- [Work instruction]: Repeat word for word, please, only the lines from the one that includes "pub struct UpdateUserPreference" through the final line of the data.

Excerpted data START

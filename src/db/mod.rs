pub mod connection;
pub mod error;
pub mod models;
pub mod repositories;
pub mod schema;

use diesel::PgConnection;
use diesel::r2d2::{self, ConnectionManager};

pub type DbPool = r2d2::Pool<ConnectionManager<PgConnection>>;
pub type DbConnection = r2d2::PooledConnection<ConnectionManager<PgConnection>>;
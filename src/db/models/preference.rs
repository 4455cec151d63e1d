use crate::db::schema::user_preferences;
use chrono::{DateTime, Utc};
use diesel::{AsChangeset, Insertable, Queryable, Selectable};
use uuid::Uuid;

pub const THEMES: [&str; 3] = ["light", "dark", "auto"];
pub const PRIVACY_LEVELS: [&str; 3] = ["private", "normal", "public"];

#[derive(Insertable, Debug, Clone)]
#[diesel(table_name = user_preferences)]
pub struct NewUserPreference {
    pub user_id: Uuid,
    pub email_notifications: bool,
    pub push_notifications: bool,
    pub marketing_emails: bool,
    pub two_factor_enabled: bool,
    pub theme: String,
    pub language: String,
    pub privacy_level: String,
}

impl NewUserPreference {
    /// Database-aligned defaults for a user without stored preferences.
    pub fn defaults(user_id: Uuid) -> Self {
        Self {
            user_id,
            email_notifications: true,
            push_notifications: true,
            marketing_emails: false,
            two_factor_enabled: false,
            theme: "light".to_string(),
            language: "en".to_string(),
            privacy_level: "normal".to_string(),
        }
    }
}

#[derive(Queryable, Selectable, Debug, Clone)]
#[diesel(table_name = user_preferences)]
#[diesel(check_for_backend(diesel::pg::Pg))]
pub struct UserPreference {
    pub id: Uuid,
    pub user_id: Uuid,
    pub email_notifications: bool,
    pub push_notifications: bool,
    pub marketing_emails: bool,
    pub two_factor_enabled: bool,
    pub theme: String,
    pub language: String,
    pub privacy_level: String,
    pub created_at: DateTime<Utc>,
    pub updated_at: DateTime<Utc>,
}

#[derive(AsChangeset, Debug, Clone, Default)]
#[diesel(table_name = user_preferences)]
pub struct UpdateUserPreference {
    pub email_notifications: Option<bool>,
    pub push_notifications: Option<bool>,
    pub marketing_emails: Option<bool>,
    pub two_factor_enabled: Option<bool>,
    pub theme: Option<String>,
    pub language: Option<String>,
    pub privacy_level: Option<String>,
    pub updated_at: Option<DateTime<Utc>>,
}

Excerpted data END

- [Answer area]:
pub struct UpdateUserPreference {
    pub email_notifications: Option<bool>,
    pub push_notifications: Option<bool>,
    pub marketing_emails: Option<bool>,
    pub two_factor_enabled: Option<bool>,
    pub theme: Option<String>,
    pub language: Option<String>,
    pub privacy_level: Option<String>,
    pub updated_at: Option<DateTime<Utc>>,
}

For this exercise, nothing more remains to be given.